What you return must be every line from the beginning of the data through the line holding "impl Default for", unchanged.

(Records drawn from a dataset)
——————————

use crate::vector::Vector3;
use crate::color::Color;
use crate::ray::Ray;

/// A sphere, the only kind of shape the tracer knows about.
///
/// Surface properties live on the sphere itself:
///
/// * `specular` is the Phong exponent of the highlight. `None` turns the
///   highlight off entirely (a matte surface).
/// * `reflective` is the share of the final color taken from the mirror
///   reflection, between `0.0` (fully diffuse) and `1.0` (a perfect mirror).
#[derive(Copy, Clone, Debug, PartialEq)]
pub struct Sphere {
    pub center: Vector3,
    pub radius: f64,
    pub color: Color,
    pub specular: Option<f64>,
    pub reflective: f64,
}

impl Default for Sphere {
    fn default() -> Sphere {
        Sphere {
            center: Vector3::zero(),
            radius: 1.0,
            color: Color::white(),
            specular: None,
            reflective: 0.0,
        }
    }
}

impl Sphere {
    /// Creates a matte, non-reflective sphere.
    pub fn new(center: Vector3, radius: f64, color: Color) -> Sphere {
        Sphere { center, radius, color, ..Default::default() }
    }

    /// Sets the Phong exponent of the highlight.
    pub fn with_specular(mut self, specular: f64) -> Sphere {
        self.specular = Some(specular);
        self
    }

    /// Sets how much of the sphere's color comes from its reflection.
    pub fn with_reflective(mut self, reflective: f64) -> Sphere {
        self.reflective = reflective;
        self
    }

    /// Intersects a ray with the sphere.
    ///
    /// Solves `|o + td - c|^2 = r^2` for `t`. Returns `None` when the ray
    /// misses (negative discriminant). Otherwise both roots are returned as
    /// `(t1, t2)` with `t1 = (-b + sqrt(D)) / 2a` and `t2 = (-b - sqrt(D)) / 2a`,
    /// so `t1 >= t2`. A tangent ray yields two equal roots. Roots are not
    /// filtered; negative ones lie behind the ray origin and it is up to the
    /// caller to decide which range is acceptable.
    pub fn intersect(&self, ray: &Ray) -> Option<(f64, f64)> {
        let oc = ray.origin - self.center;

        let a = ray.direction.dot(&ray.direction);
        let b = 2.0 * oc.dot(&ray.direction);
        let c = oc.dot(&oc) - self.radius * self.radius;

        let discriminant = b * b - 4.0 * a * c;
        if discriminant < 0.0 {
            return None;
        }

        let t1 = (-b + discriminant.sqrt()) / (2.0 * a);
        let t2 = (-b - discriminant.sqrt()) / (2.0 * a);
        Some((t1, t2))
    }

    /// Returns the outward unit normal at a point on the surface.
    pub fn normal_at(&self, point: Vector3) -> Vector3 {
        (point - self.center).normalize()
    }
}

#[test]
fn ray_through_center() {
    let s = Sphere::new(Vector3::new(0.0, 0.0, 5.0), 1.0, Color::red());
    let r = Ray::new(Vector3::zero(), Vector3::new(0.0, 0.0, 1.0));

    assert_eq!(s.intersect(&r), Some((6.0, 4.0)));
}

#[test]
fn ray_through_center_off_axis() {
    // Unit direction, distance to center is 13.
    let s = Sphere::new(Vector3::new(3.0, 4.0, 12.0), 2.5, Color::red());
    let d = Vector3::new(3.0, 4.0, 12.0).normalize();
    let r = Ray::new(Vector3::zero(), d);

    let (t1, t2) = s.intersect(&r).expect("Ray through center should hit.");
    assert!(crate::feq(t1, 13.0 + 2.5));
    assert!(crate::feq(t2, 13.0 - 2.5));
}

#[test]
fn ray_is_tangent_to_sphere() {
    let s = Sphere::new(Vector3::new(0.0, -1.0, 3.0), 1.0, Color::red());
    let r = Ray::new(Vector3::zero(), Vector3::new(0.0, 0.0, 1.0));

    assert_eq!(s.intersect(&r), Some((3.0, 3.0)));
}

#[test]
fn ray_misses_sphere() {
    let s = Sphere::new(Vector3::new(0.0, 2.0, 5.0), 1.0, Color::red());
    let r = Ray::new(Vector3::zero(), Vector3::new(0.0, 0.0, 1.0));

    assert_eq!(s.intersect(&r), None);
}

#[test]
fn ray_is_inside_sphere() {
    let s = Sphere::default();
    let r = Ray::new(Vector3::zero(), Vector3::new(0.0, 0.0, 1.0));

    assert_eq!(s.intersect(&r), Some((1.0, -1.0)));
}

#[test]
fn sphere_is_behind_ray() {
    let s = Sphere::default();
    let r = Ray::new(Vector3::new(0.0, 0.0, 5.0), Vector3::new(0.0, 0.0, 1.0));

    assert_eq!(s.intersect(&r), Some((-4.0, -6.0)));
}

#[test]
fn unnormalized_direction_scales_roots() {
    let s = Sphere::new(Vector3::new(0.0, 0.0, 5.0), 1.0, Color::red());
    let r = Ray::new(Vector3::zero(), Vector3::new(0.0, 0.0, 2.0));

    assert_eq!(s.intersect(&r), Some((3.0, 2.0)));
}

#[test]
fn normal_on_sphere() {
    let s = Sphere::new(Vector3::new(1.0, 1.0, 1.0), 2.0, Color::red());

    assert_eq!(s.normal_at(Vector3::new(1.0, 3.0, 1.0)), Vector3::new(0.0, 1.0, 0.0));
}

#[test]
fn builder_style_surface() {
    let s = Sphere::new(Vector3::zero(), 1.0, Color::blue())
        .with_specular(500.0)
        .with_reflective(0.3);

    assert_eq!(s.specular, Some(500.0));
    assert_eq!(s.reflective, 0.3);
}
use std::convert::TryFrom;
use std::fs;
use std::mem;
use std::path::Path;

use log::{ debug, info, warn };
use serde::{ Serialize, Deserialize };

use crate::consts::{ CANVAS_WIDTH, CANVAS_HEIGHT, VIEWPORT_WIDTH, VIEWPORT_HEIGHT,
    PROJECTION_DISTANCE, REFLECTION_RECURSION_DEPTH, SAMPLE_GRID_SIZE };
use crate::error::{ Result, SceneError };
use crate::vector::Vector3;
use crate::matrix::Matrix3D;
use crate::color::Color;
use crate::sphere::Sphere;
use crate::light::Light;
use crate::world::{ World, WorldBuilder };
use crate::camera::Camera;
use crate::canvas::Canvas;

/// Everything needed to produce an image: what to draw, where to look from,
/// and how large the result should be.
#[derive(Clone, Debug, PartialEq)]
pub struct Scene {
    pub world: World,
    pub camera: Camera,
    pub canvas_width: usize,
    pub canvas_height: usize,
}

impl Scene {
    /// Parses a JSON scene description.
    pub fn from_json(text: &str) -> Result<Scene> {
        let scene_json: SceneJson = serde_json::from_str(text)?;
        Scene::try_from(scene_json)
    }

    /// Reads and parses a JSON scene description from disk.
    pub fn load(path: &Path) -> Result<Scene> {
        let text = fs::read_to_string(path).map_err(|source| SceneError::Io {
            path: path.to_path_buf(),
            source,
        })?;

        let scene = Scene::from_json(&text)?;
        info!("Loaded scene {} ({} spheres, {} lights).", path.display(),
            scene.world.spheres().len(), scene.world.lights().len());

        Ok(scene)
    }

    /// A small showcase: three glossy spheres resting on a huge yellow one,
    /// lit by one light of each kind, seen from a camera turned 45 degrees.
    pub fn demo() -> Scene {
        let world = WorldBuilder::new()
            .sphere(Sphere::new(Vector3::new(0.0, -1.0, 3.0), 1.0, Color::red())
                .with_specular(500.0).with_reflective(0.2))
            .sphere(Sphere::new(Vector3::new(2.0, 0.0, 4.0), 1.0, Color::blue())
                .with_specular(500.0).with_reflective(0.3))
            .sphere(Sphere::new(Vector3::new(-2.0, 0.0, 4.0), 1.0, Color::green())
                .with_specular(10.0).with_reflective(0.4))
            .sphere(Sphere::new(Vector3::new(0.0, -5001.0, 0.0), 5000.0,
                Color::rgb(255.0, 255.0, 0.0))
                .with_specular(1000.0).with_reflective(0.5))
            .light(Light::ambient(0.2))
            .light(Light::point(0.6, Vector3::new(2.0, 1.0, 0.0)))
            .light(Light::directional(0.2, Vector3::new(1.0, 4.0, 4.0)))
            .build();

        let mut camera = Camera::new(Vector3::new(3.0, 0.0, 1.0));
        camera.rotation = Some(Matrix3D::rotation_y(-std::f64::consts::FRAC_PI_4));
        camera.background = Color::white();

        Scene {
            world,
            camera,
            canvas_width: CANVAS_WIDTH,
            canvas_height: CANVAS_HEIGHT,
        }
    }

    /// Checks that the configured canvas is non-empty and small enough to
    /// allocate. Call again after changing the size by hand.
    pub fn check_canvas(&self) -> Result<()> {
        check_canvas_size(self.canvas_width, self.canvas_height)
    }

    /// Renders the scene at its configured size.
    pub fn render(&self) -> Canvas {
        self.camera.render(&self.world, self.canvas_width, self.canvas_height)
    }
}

——————————

| Written reply |
use crate::vector::Vector3;
use crate::color::Color;
use crate::ray::Ray;

/// A sphere, the only kind of shape the tracer knows about.
///
/// Surface properties live on the sphere itself:
///
/// * `specular` is the Phong exponent of the highlight. `None` turns the
///   highlight off entirely (a matte surface).
/// * `reflective` is the share of the final color taken from the mirror
///   reflection, between `0.0` (fully diffuse) and `1.0` (a perfect mirror).
#[derive(Copy, Clone, Debug, PartialEq)]
pub struct Sphere {
    pub center: Vector3,
    pub radius: f64,
    pub color: Color,
    pub specular: Option<f64>,
    pub reflective: f64,
}

impl Default for Sphere {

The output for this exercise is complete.